◆ YOUR TASK:
Whenever a line in the following entries includes "FakeTransport", tally it. Report nothing except the final count.

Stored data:
◆ ◆ ◆ ◆ ◆

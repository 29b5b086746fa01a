//! Test doubles shared by the unit tests.

use super::{
    config::{InstallerConfig, SandboxMode},
    desktop::DesktopIntegration,
    download::{ProgressFn, Transport},
    inventory::InstallationSet,
    progress::ProgressSink,
    prompt::{Confirmation, ConflictChoice, DecisionProvider, SelectionPurpose},
};
use anyhow::{Result, anyhow, bail};
use std::{
    cell::{Cell, RefCell},
    collections::VecDeque,
    fs,
    io::Write,
    path::{Path, PathBuf},
    time::{Duration, SystemTime, UNIX_EPOCH},
};

#[cfg(unix)]
use std::os::unix::fs::PermissionsExt;

/// Unique directory under the system temp dir, removed on drop.
pub struct TempRoot {
    path: PathBuf,
}

impl TempRoot {
    pub fn new(label: &str) -> Self {
        let nanos = SystemTime::now()
            .duration_since(UNIX_EPOCH)
            .expect("time")
            .as_nanos();
        let path = std::env::temp_dir().join(format!(
            "cursor-installer-test-{label}-{}-{nanos}",
            std::process::id()
        ));
        fs::create_dir_all(&path).expect("create temp root");
        Self { path }
    }

    pub fn path(&self) -> &Path {
        &self.path
    }
}

impl Drop for TempRoot {
    fn drop(&mut self) {
        let _ = fs::remove_dir_all(&self.path);
    }
}

/// Config rooted entirely inside `root`: no system paths, no size floor, no backoff.
pub fn test_config(root: &Path) -> InstallerConfig {
    let home = root.join("home");
    let mut config = InstallerConfig::with_home(&home);
    config.scratch_dir = root.join("scratch");
    config.candidates = vec![
        config.default_bundle_path(),
        home.join("opt/cursor.AppImage"),
        config.bin_dir.join("cursor"),
    ];
    config.min_free_bytes = 0;
    config.download.backoff_unit = Duration::ZERO;
    config.download.bundle_url = "https://example.test/cursor.AppImage".to_string();
    config.download.icon_url = "https://example.test/cursor.svg".to_string();
    config.download.probe_url = "https://example.test".to_string();
    fs::create_dir_all(&config.scratch_dir).expect("create scratch");
    config
}

pub fn write_file(path: &Path, content: &[u8], mode: u32) {
    if let Some(parent) = path.parent() {
        fs::create_dir_all(parent).expect("create parent");
    }
    fs::write(path, content).expect("write file");
    #[cfg(unix)]
    fs::set_permissions(path, fs::Permissions::from_mode(mode)).expect("chmod");
    #[cfg(not(unix))]
    let _ = mode;
}

/// What the fake transport does for one fetch call.
#[derive(Debug, Clone)]
pub enum FakeResponse {
    Body(Vec<u8>),
    Empty,
    Fail(&'static str),
}

/// Scripted transport: pops one response per fetch, then repeats `fallback`.
pub struct FakeTransport {
    responses: RefCell<VecDeque<FakeResponse>>,
    fallback: FakeResponse,
    reachable: bool,
    fetched: RefCell<Vec<String>>,
    probes: Cell<usize>,
}

impl FakeTransport {
    pub fn serving(body: &[u8]) -> Self {
        Self::scripted(Vec::new(), FakeResponse::Body(body.to_vec()))
    }

    pub fn scripted(responses: Vec<FakeResponse>, fallback: FakeResponse) -> Self {
        Self {
            responses: RefCell::new(responses.into()),
            fallback,
            reachable: true,
            fetched: RefCell::new(Vec::new()),
            probes: Cell::new(0),
        }
    }

    pub fn unreachable(mut self) -> Self {
        self.reachable = false;
        self
    }

    pub fn fetch_count(&self) -> usize {
        self.fetched.borrow().len()
    }

    pub fn fetched_urls(&self) -> Vec<String> {
        self.fetched.borrow().clone()
    }

    pub fn probe_count(&self) -> usize {
        self.probes.get()
    }
}

impl Transport for FakeTransport {
    fn probe(&self, url: &str) -> Result<()> {
        self.probes.set(self.probes.get() + 1);
        if self.reachable {
            Ok(())
        } else {
            bail!("cannot reach {url}")
        }
    }

    fn fetch(&self, url: &str, sink: &mut dyn Write, progress: ProgressFn<'_>) -> Result<u64> {
        self.fetched.borrow_mut().push(url.to_string());
        let response = self
            .responses
            .borrow_mut()
            .pop_front()
            .unwrap_or_else(|| self.fallback.clone());
        match response {
            FakeResponse::Body(body) => {
                let total = body.len() as u64;
                let half = body.len() / 2;
                sink.write_all(&body[..half])?;
                progress(half as u64, Some(total));
                sink.write_all(&body[half..])?;
                progress(total, Some(total));
                Ok(total)
            }
            FakeResponse::Empty => Ok(0),
            FakeResponse::Fail(reason) => Err(anyhow!("{reason}")),
        }
    }
}

/// Records every percentage it is given.
#[derive(Default)]
pub struct RecordingProgress {
    pub percents: RefCell<Vec<u8>>,
    pub finished: Cell<usize>,
}

impl ProgressSink for RecordingProgress {
    fn begin(&self, _description: &str) {}

    fn percent(&self, value: u8) {
        self.percents.borrow_mut().push(value);
    }

    fn finish(&self) {
        self.finished.set(self.finished.get() + 1);
    }
}

#[derive(Default)]
pub struct CountingDesktop {
    pub refreshes: Cell<usize>,
}

impl DesktopIntegration for CountingDesktop {
    fn refresh_caches(&self, _desktop_dir: &Path, _icon_dir: &Path) {
        self.refreshes.set(self.refreshes.get() + 1);
    }
}

/// One scripted answer for [`ScriptedPrompts`].
#[derive(Debug, Clone)]
pub enum Answer {
    Choice(ConflictChoice),
    Index(usize),
    Confirm(bool),
    Dir(PathBuf),
    Sandbox(SandboxMode),
}

/// Replays answers in order and records what was asked.
#[derive(Default)]
pub struct ScriptedPrompts {
    answers: VecDeque<Answer>,
    pub asked: Vec<String>,
}

impl ScriptedPrompts {
    pub fn new(answers: Vec<Answer>) -> Self {
        Self {
            answers: answers.into(),
            asked: Vec::new(),
        }
    }

    pub fn remaining(&self) -> usize {
        self.answers.len()
    }

    fn next(&mut self, question: String) -> Result<Answer> {
        self.asked.push(question.clone());
        self.answers
            .pop_front()
            .ok_or_else(|| anyhow!("no scripted answer for `{question}`"))
    }
}

impl DecisionProvider for ScriptedPrompts {
    fn conflict_choice(&mut self, _installations: &InstallationSet) -> Result<ConflictChoice> {
        match self.next("conflict".to_string())? {
            Answer::Choice(choice) => Ok(choice),
            other => bail!("expected a conflict choice, scripted {other:?}"),
        }
    }

    fn select_installation(
        &mut self,
        _installations: &InstallationSet,
        purpose: SelectionPurpose,
    ) -> Result<usize> {
        match self.next(format!("select:{purpose:?}"))? {
            Answer::Index(index) => Ok(index),
            other => bail!("expected an index, scripted {other:?}"),
        }
    }

    fn confirm(&mut self, question: Confirmation) -> Result<bool> {
        match self.next(format!("confirm:{question:?}"))? {
            Answer::Confirm(yes) => Ok(yes),
            other => bail!("expected a confirmation, scripted {other:?}"),
        }
    }

    fn install_dir(&mut self, default: &Path) -> Result<PathBuf> {
        if !matches!(self.answers.front(), Some(Answer::Dir(_))) {
            return Ok(default.to_path_buf());
        }
        match self.next("install-dir".to_string())? {
            Answer::Dir(dir) => Ok(dir),
            other => bail!("expected a directory, scripted {other:?}"),
        }
    }

    fn sandbox(&mut self, default: SandboxMode) -> Result<SandboxMode> {
        if !matches!(self.answers.front(), Some(Answer::Sandbox(_))) {
            return Ok(default);
        }
        match self.next("sandbox".to_string())? {
            Answer::Sandbox(mode) => Ok(mode),
            other => bail!("expected a sandbox mode, scripted {other:?}"),
        }
    }
}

◆ ◆ ◆ ◆ ◆

◆ ANSWER TO THIS TASK:
3